• What you are asked to do
Gather each line in the entries that includes the string "clone".

• Provided records

fn harness_with(messenger: RecordingMessenger) -> Harness {
    let leads = Arc::new(InMemoryLeadStore::new());
    leads.put(
        "lead-1",
        json!({
            "name": "Ada",
            "email": "ada@example.com",
            "phone": "+4915512345678",
            "status": "new",
            "score": 80,
            "source": "landing-page"
        }),
    );

    let messenger = Arc::new(messenger);
    let tasks = Arc::new(RecordingTasks::default());
    let webhooks = Arc::new(RecordingWebhooks::default());
    let registry = Arc::new(WorkflowRegistry::new());

    let actions = Arc::new(ActionExecutor::new(
        leads.clone(),
        messenger.clone(),
        tasks.clone(),
        webhooks.clone(),
    ));
    let engine = Arc::new(WorkflowEngine::new(
        registry.clone(),
        actions,
        Arc::new(ExecutionLog::new()),
    ));

    Harness {
        engine,
        registry,
        leads,
        messenger,
        tasks,
        webhooks,
    }
}

fn harness() -> Harness {
    harness_with(RecordingMessenger::default())
}

fn workflow(actions: Vec<Action>) -> WorkflowDefinition {
    let mut wf = WorkflowDefinition::new(
        "acme",
        "test-workflow",
        TriggerDefinition {
            trigger_type: TriggerType::LeadCreated,
            conditions: vec![],
            schedule: None,
        },
        actions,
    );
    wf.activate().unwrap();
    wf
}

fn tag_action(order: u32, tag: &str) -> Action {
    Action {
        action_type: ActionType::AddTag,
        order,
        delay: None,
        conditions: vec![],
        config: ActionConfig {
            tag: Some(tag.to_string()),
            ..Default::default()
        },
        enabled: true,
    }
}

fn email_action(order: u32) -> Action {
    Action {
        action_type: ActionType::SendEmail,
        order,
        delay: None,
        conditions: vec![],
        config: ActionConfig {
            subject: Some("Welcome, ${name}!".to_string()),
            body: Some("Thanks for signing up.".to_string()),
            ..Default::default()
        },
        enabled: true,
    }
}

async fn run(
    harness: &Harness,
    wf: WorkflowDefinition,
) -> LeadflowResult<leadflow_core::WorkflowExecution> {
    let id = wf.id.clone();
    harness.registry.insert(wf).unwrap();
    let definition = harness.registry.get(&id).unwrap();
    harness
        .engine
        .execute(definition, "lead-1", json!({}), HashMap::new())
        .await
}

#[tokio::test]
async fn test_welcome_flow_completes() {
    let harness = harness();
    let execution = run(
        &harness,
        workflow(vec![email_action(1), tag_action(2, "welcome-sent")]),
    )
    .await
    .unwrap();

    assert_eq!(execution.status, ExecutionStatus::Completed);
    assert!(execution.error.is_none());
    assert!(execution.finished_at.is_some());

    let emails = harness.messenger.emails.lock();
    assert_eq!(emails.len(), 1);
    assert_eq!(emails[0].to, "ada@example.com");
    assert_eq!(emails[0].subject, "Welcome, Ada!");

    let lead = harness.leads.get("lead-1").await.unwrap();
    assert_eq!(lead["tags"], json!(["welcome-sent"]));

    let stats = harness.registry.stats_snapshot(&execution.workflow_id);
    assert_eq!(stats.total_executions, 1);
    assert_eq!(stats.successful_executions, 1);
    assert_eq!(stats.failed_executions, 0);
    assert!(stats.last_executed.is_some());

    let log = harness.engine.history();
    assert_eq!(log.by_workflow(&execution.workflow_id).len(), 1);
}

#[tokio::test]
async fn test_actions_run_in_ascending_order() {
    let harness = harness();
    run(
        &harness,
        workflow(vec![
            tag_action(3, "third"),
            tag_action(1, "first"),
            tag_action(2, "second"),
        ]),
    )
    .await
    .unwrap();

    let lead = harness.leads.get("lead-1").await.unwrap();
    assert_eq!(lead["tags"], json!(["first", "second", "third"]));
}

#[tokio::test]
async fn test_disabled_action_is_skipped() {
    let harness = harness();
    let mut disabled = email_action(1);
    disabled.enabled = false;

    let execution = run(&harness, workflow(vec![disabled, tag_action(2, "kept")]))
        .await
        .unwrap();

    assert_eq!(execution.status, ExecutionStatus::Completed);
    assert!(harness.messenger.emails.lock().is_empty());
    let lead = harness.leads.get("lead-1").await.unwrap();
    assert_eq!(lead["tags"], json!(["kept"]));
}

#[tokio::test]
async fn test_condition_skip_still_completes() {
    let harness = harness();
    let mut gated = email_action(1);
    gated.conditions = vec![Condition {
        field: "score".to_string(),
        operator: ConditionOperator::GreaterThan,
        value: json!(100),
    }];

    let execution = run(&harness, workflow(vec![gated, tag_action(2, "after")]))
        .await
        .unwrap();

    // A false condition skips the action without failing the execution
    assert_eq!(execution.status, ExecutionStatus::Completed);
    assert!(harness.messenger.emails.lock().is_empty());
    let lead = harness.leads.get("lead-1").await.unwrap();
    assert_eq!(lead["tags"], json!(["after"]));
}

#[tokio::test]
async fn test_failure_aborts_remaining_actions() {
    let harness = harness_with(RecordingMessenger::failing(u32::MAX));
    let err = run(
        &harness,
        workflow(vec![tag_action(1, "before"), email_action(2), tag_action(3, "after")]),
    )
    .await
    .unwrap_err();

    assert!(err.to_string().contains("smtp gateway unavailable"));

    let lead = harness.leads.get("lead-1").await.unwrap();
    assert_eq!(lead["tags"], json!(["before"]));

    let executions = harness.engine.history().by_tenant("acme");
    assert_eq!(executions.len(), 1);
    assert_eq!(executions[0].status, ExecutionStatus::Failed);
    assert!(executions[0]
        .error
        .as_deref()
        .unwrap()
        .contains("smtp gateway unavailable"));

    let stats = harness.registry.stats_snapshot(&executions[0].workflow_id);
    assert_eq!(stats.failed_executions, 1);
    assert_eq!(stats.successful_executions, 0);
}

#[tokio::test]
async fn test_stop_on_error_false_continues_but_fails() {
    let harness = harness_with(RecordingMessenger::failing(u32::MAX));
    let mut wf = workflow(vec![email_action(1), tag_action(2, "still-runs")]);
    wf.error_handling.stop_on_error = false;

    let err = run(&harness, wf).await.unwrap_err();
    assert!(err.to_string().contains("smtp gateway unavailable"));

    // The later action ran even though the execution ends failed
    let lead = harness.leads.get("lead-1").await.unwrap();
    assert_eq!(lead["tags"], json!(["still-runs"]));

    let executions = harness.engine.history().by_tenant("acme");
    assert_eq!(executions[0].status, ExecutionStatus::Failed);
}

#[tokio::test]
async fn test_retry_recovers_from_transient_failure() {
    let harness = harness_with(RecordingMessenger::failing(2));
    let mut wf = workflow(vec![email_action(1)]);
    wf.error_handling.retry_on_failure = true;
    wf.error_handling.max_retries = 3;
    wf.error_handling.retry_delay = "0s".to_string();

    let execution = run(&harness, wf).await.unwrap();
    assert_eq!(execution.status, ExecutionStatus::Completed);
    assert_eq!(harness.messenger.attempts.load(Ordering::SeqCst), 3);
    assert_eq!(harness.messenger.emails.lock().len(), 1);
}

#[tokio::test]
async fn test_retries_exhausted_fails_execution() {
    let harness = harness_with(RecordingMessenger::failing(u32::MAX));
    let mut wf = workflow(vec![email_action(1)]);
    wf.error_handling.retry_on_failure = true;
    wf.error_handling.max_retries = 2;
    wf.error_handling.retry_delay = "0s".to_string();

    run(&harness, wf).await.unwrap_err();
    // Initial attempt plus two retries
    assert_eq!(harness.messenger.attempts.load(Ordering::SeqCst), 3);
}

#[tokio::test]
async fn test_missing_config_fails_without_retrying() {
    let harness = harness();
    let mut broken = email_action(1);
    broken.config.subject = None;
    let mut wf = workflow(vec![broken]);
    wf.error_handling.retry_on_failure = true;
    wf.error_handling.retry_delay = "0s".to_string();

    let err = run(&harness, wf).await.unwrap_err();
    assert!(matches!(err, LeadflowError::ActionConfig(_)));
    // Config validation happens before any side effect
    assert_eq!(harness.messenger.attempts.load(Ordering::SeqCst), 0);
}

• Answer for the task
        leads.clone(),
        messenger.clone(),
        tasks.clone(),
        webhooks.clone(),
        registry.clone(),
    let id = wf.id.clone();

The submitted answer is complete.